To our knowledge, our study is the first to investigate racial variation in the utilization of FBx.3 We found that Black men were 68% less likely to receive an FBx compared to White men after controlling for factors such as age, prostate-specific antigen (PSA) level, abnormal digital rectal exam (DRE), family history of PCa, and health insurance provider. Further subgroup analysis stratified by prior biopsy history found that Black race remained a statistically significant negative predictor in biopsy-naïve patients (OR: 0.36, 95% CI: 0.20-0.64, P < 0.001), while Black men with a prior negative biopsy were less likely to receive FBx, although not statistically significant (OR: 0.51, 95% CI: 0.19-1.36, P = 0.179).

Our study provides evidence that the racial disparities in PCa extend into the type of prostate biopsy used for the initial evaluation of PCa. While our study controlled for the clinical predictors and the insurance status, the uncontrolled sociodemographic factors and/or the implicit bias by physicians could have contributed to this discrepancy in the biopsy-naïve cohort. In October 2019, the American Urological Association updated the standard operating procedure of mpMRI, stating that sufficient data now exists to support the recommendation of mpMRI prior to biopsy for all men under consideration for prostate biopsy, without a previous history of biopsy.4 It remains to be seen how this change will impact the disparities in prostate cancer evaluation vis-à-vis fusion biopsy utilization.
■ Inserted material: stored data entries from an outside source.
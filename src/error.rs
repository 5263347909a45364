//! Error taxonomy.
//!
//! Deliberately narrow: coordinates are range-checked at construction and
//! move legality is validated in `apply_move`, so only two things can go
//! wrong. "No winner yet" and "no legal moves" are ordinary return values,
//! not errors.

use thiserror::Error;

use crate::board::Coord;

#[derive(Clone, Copy, Debug, PartialEq, Eq, Error)]
pub enum GameError {
    /// A coordinate outside the 12×8 grid. Only producible at the
    /// `TryFrom<(u8, u8)>` validation seam; a constructed `Coord` is always
    /// in bounds.
    #[error("coordinate ({row}, {col}) is outside the board")]
    OutOfBounds { row: u8, col: u8 },

    /// `to` is not a legal destination for the piece at `from`, or `from`
    /// holds no piece of the player to move.
    #[error("illegal move from {from} to {to}")]
    IllegalMove { from: Coord, to: Coord },
}
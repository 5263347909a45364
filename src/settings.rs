//! Player-facing settings and their storage seam.
//!
//! The rules core only consumes `winning_condition`; the UI reads the rest.
//! Actual persistence (platform preference stores) lives behind the
//! [`SettingsStore`] trait; [`InMemorySettingsStore`] backs tests and
//! embedded use.

use serde::{Deserialize, Serialize};

use crate::win::{DEFAULT_WINNING_CONDITION, WINNING_CONDITION_RANGE};

/// Persisted settings with their documented defaults.
#[derive(Clone, Copy, Debug, PartialEq, Eq, Serialize, Deserialize)]
pub struct Settings {
    /// Pieces required in the enemy zone to win, 1–5.
    pub winning_condition: u8,
    /// Haptic pulse when the automaton fires.
    pub vibration_enabled: bool,
    /// Show coordinate labels on the board.
    pub show_labels: bool,
}

impl Settings {
    /// Set the winning condition, clamped into its valid range.
    pub fn set_winning_condition(&mut self, value: u8) {
        self.winning_condition = value.clamp(
            *WINNING_CONDITION_RANGE.start(),
            *WINNING_CONDITION_RANGE.end(),
        );
    }

    pub fn reset_to_defaults(&mut self) {
        *self = Settings::default();
    }
}

impl Default for Settings {
    fn default() -> Self {
        Self {
            winning_condition: DEFAULT_WINNING_CONDITION,
            vibration_enabled: true,
            show_labels: false,
        }
    }
}

/// Storage seam for settings. Implementations must tolerate missing data by
/// falling back to defaults.
pub trait SettingsStore {
    fn load(&self) -> Settings;
    fn save(&mut self, settings: Settings);
    fn reset(&mut self);
}

/// Trivial in-memory store.
#[derive(Clone, Debug, Default)]
pub struct InMemorySettingsStore {
    settings: Option<Settings>,
}

impl SettingsStore for InMemorySettingsStore {
    fn load(&self) -> Settings {
        self.settings.unwrap_or_default()
    }

    fn save(&mut self, settings: Settings) {
        self.settings = Some(settings);
    }

    fn reset(&mut self) {
        self.settings = None;
    }
}
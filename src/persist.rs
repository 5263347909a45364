//! Save and restore of in-progress games.
//!
//! A [`SavedGame`] snapshot carries everything the rules need to resume:
//! board, player to move, move count, trigger probability, and the RNG
//! state so the draw sequence continues where it left off. The wire shape
//! is an opaque `bincode` blob; storage lives behind the [`SaveStore`]
//! trait. A blob that fails to decode is reported as "no saved state", never
//! as a fatal condition.

use serde::{Deserialize, Serialize};

use crate::board::{Board, Player};
use crate::rng::GameRngState;
use crate::turn::TurnState;

/// Complete snapshot of an in-progress game.
#[derive(Clone, Debug, PartialEq, Serialize, Deserialize)]
pub struct SavedGame {
    pub board: Board,
    pub current_player: Player,
    pub move_count: u32,
    pub probability: f64,
    pub rng: GameRngState,
}

impl SavedGame {
    /// Encode to an opaque blob.
    pub fn to_bytes(&self) -> Result<Vec<u8>, bincode::Error> {
        bincode::serialize(self)
    }

    /// Decode a blob. Corrupt or foreign bytes read as "no saved state".
    #[must_use]
    pub fn from_bytes(bytes: &[u8]) -> Option<SavedGame> {
        bincode::deserialize(bytes).ok()
    }

    /// The turn-state part of the snapshot.
    #[must_use]
    pub fn turn_state(&self) -> TurnState {
        TurnState {
            current_player: self.current_player,
            move_count: self.move_count,
            probability: self.probability,
        }
    }
}

/// Storage seam for saved games.
pub trait SaveStore {
    fn save(&mut self, game: &SavedGame);
    /// `None` when nothing is saved or the stored blob fails to decode.
    fn load(&self) -> Option<SavedGame>;
    fn clear(&mut self);
}

/// Holds the encoded blob in memory. Backs tests and embedded use; platform
/// stores implement [`SaveStore`] outside this crate.
#[derive(Clone, Debug, Default)]
pub struct InMemorySaveStore {
    blob: Option<Vec<u8>>,
}

impl SaveStore for InMemorySaveStore {
    fn save(&mut self, game: &SavedGame) {
        // An unencodable snapshot is treated the same as never saving.
        self.blob = game.to_bytes().ok();
    }

    fn load(&self) -> Option<SavedGame> {
        self.blob.as_deref().and_then(SavedGame::from_bytes)
    }

    fn clear(&mut self) {
        self.blob = None;
    }
}

#[cfg(test)]
mod tests {
    use super::*;
    use crate::rng::GameRng;

    fn sample() -> SavedGame {
        SavedGame {
            board: Board::initial(),
            current_player: Player::Two,
            move_count: 9,
            probability: 0.16,
            rng: GameRng::new(42).state(),
        }
    }

    #[test]
    fn test_blob_round_trip() {
        let saved = sample();
        let bytes = saved.to_bytes().unwrap();
        let restored = SavedGame::from_bytes(&bytes).unwrap();
        assert_eq!(saved, restored);
    }

    #[test]
    fn test_corrupt_blob_reads_as_absent() {
        assert!(SavedGame::from_bytes(b"not a snapshot").is_none());
        assert!(SavedGame::from_bytes(&[]).is_none());
    }

    #[test]
    fn test_store_save_load_clear() {
        let mut store = InMemorySaveStore::default();
        assert!(store.load().is_none());

        let saved = sample();
        store.save(&saved);
        assert_eq!(store.load(), Some(saved));

        store.clear();
        assert!(store.load().is_none());
    }

    #[test]
    fn test_turn_state_projection() {
        let turn = sample().turn_state();
        assert_eq!(turn.current_player, Player::Two);
        assert_eq!(turn.move_count, 9);
        assert_eq!(turn.probability, 0.16);
    }
}
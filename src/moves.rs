//! Legal-move generation and move application.
//!
//! Movement uses the sliding/zone rule set: from the selected piece, each of
//! the 8 directions is scanned outward one cell at a time. The first empty
//! cell in a direction is a destination and ends the scan; a cell inside the
//! mover's enemy home zone is a destination regardless of its occupant (zone
//! capture). Diagonal scans may jump exactly one intervening occupied cell
//! of either side before testing the landing cell; orthogonal scans stop at
//! the first occupied cell.

use rustc_hash::FxHashSet;

use crate::board::{Board, Coord};
use crate::error::GameError;

const DIRECTIONS: [(i32, i32); 8] = [
    (-1, -1),
    (-1, 0),
    (-1, 1),
    (0, -1),
    (0, 1),
    (1, -1),
    (1, 0),
    (1, 1),
];

/// All legal destinations for the piece at `from`.
///
/// Returns the empty set when `from` is unoccupied - an empty selection is
/// not an error. The result never contains `from` itself and never leaves
/// the grid.
#[must_use]
pub fn legal_moves(board: &Board, from: Coord) -> FxHashSet<Coord> {
    let mut moves = FxHashSet::default();
    let Some(mover) = board.occupant(from) else {
        return moves;
    };
    let enemy_rows = mover.enemy_home_rows();

    for (dr, dc) in DIRECTIONS {
        let diagonal = dr != 0 && dc != 0;
        let mut cursor = from;
        let mut jumped = false;

        while let Some(next) = cursor.offset(dr, dc) {
            if board.occupant(next).is_none() || enemy_rows.contains(&next.row()) {
                moves.insert(next);
                break;
            }
            if diagonal && !jumped {
                // One occupied cell may be jumped; a second ends the scan.
                jumped = true;
                cursor = next;
            } else {
                break;
            }
        }
    }
    moves
}

/// Apply a move, producing a new board.
///
/// Validates that `to` is a legal destination for the piece at `from` and
/// rejects the move otherwise; a silently corrupted board is worse than a
/// rejected move. Moving into the enemy home zone overwrites any occupant
/// there - pieces never stack.
pub fn apply_move(board: &Board, from: Coord, to: Coord) -> Result<Board, GameError> {
    let mover = board
        .occupant(from)
        .ok_or(GameError::IllegalMove { from, to })?;
    if !legal_moves(board, from).contains(&to) {
        return Err(GameError::IllegalMove { from, to });
    }

    let mut next = board.clone();
    next.set_occupant(to, Some(mover));
    next.set_occupant(from, None);
    Ok(next)
}
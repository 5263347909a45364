//! Game-of-Life perturbation step.
//!
//! A synchronous Conway-style rule applied to every unprotected cell:
//! births and deaths are decided against the pre-step board, so no cell's
//! new state influences another cell's neighbor count within the same step.
//! Protected cells (home rows and the sanctuary) copy through unchanged and
//! are invisible to neighbor counts.

use crate::board::{Board, CellState, Coord, Player};

/// Occupied, unprotected neighbors of a cell, split by owner.
fn neighbor_counts(board: &Board, coord: Coord) -> (u32, u32) {
    let mut one = 0;
    let mut two = 0;
    for dr in -1..=1 {
        for dc in -1..=1 {
            if dr == 0 && dc == 0 {
                continue;
            }
            let Some(neighbor) = coord.offset(dr, dc) else {
                continue;
            };
            let cell = board.get(neighbor);
            if cell.protected {
                continue;
            }
            match cell.occupant {
                Some(Player::One) => one += 1,
                Some(Player::Two) => two += 1,
                None => {}
            }
        }
    }
    (one, two)
}

/// Apply one automaton step, producing a new board.
///
/// Pure function of the board alone: it never consults whose turn it is,
/// and calling it twice on the same input yields identical output.
///
/// Per unprotected cell, with `one + two` occupied unprotected neighbors:
/// - empty with exactly 3 neighbors: born to the majority owner (Two on the
///   `one == two` branch of the comparison, which a 3-neighbor split cannot
///   actually reach);
/// - occupied with fewer than 2 or more than 3 neighbors: dies;
/// - otherwise unchanged.
#[must_use]
pub fn apply_automaton_step(board: &Board) -> Board {
    let mut next = board.clone();
    for (coord, cell) in board.iter() {
        if cell.protected {
            continue;
        }
        let (one, two) = neighbor_counts(board, coord);
        let total = one + two;

        let new_cell = match cell.occupant {
            None if total == 3 => CellState {
                occupant: Some(if one > two { Player::One } else { Player::Two }),
                protected: false,
            },
            Some(_) if !(2..=3).contains(&total) => CellState {
                occupant: None,
                protected: false,
            },
            _ => cell,
        };
        if new_cell != cell {
            next.set_occupant(coord, new_cell.occupant);
        }
    }
    next
}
Written by: Connor Hoge, BS, and Abhinav Sidana, MD, Department of Urology, University of Cincinnati College of Medicine, Cincinnati, Ohio

References:

  1. Dess, Robert T., Holly E. Hartman, Brandon A. Mahal, Payal D. Soni, William C. Jackson, Matthew R. Cooperberg, Christopher L. Amling et al. "Association of black race with prostate cancer–specific and other-cause mortality." JAMA oncology 5, no. 7 (2019): 975-983.
  2. Sidana, Abhinav, Matthew J. Watson, Arvin K. George, Ardeshir R. Rastinehad, Srinivas Vourganti, Soroush Rais-Bahrami, Akhil Muthigi et al. "Fusion prostate biopsy outperforms 12-core systematic prostate biopsy in patients with prior negative systematic biopsy: a multi-institutional analysis." In Urologic Oncology: Seminars and Original Investigations, vol. 36, no. 7, pp. 341-e1. Elsevier, 2018.
  3. Hoge, Connor, Sadhna Verma, Daniel J. Lama, Ilana Bergelson, Monzer Haj-Hamed, Sean Maynor, Krishnanath Gaitonde, and Abhinav Sidana. "Racial disparity in the utilization of multiparametric MRI–ultrasound fusion biopsy for the detection of prostate cancer." Prostate Cancer and Prostatic Diseases (2020): 1-6.
  4. Bjurlin, Marc A., Peter R. Carroll, Scott Eggener, Pat F. Fulgham, Daniel J. Margolis, Peter A. Pinto, Andrew B. Rosenkrantz et al. "Update of the Standard Operating Procedure on the Use of Multiparametric Magnetic Resonance Imaging for the Diagnosis, Staging and Management of Prostate Cancer." The Journal of Urology (2019): 10-1097.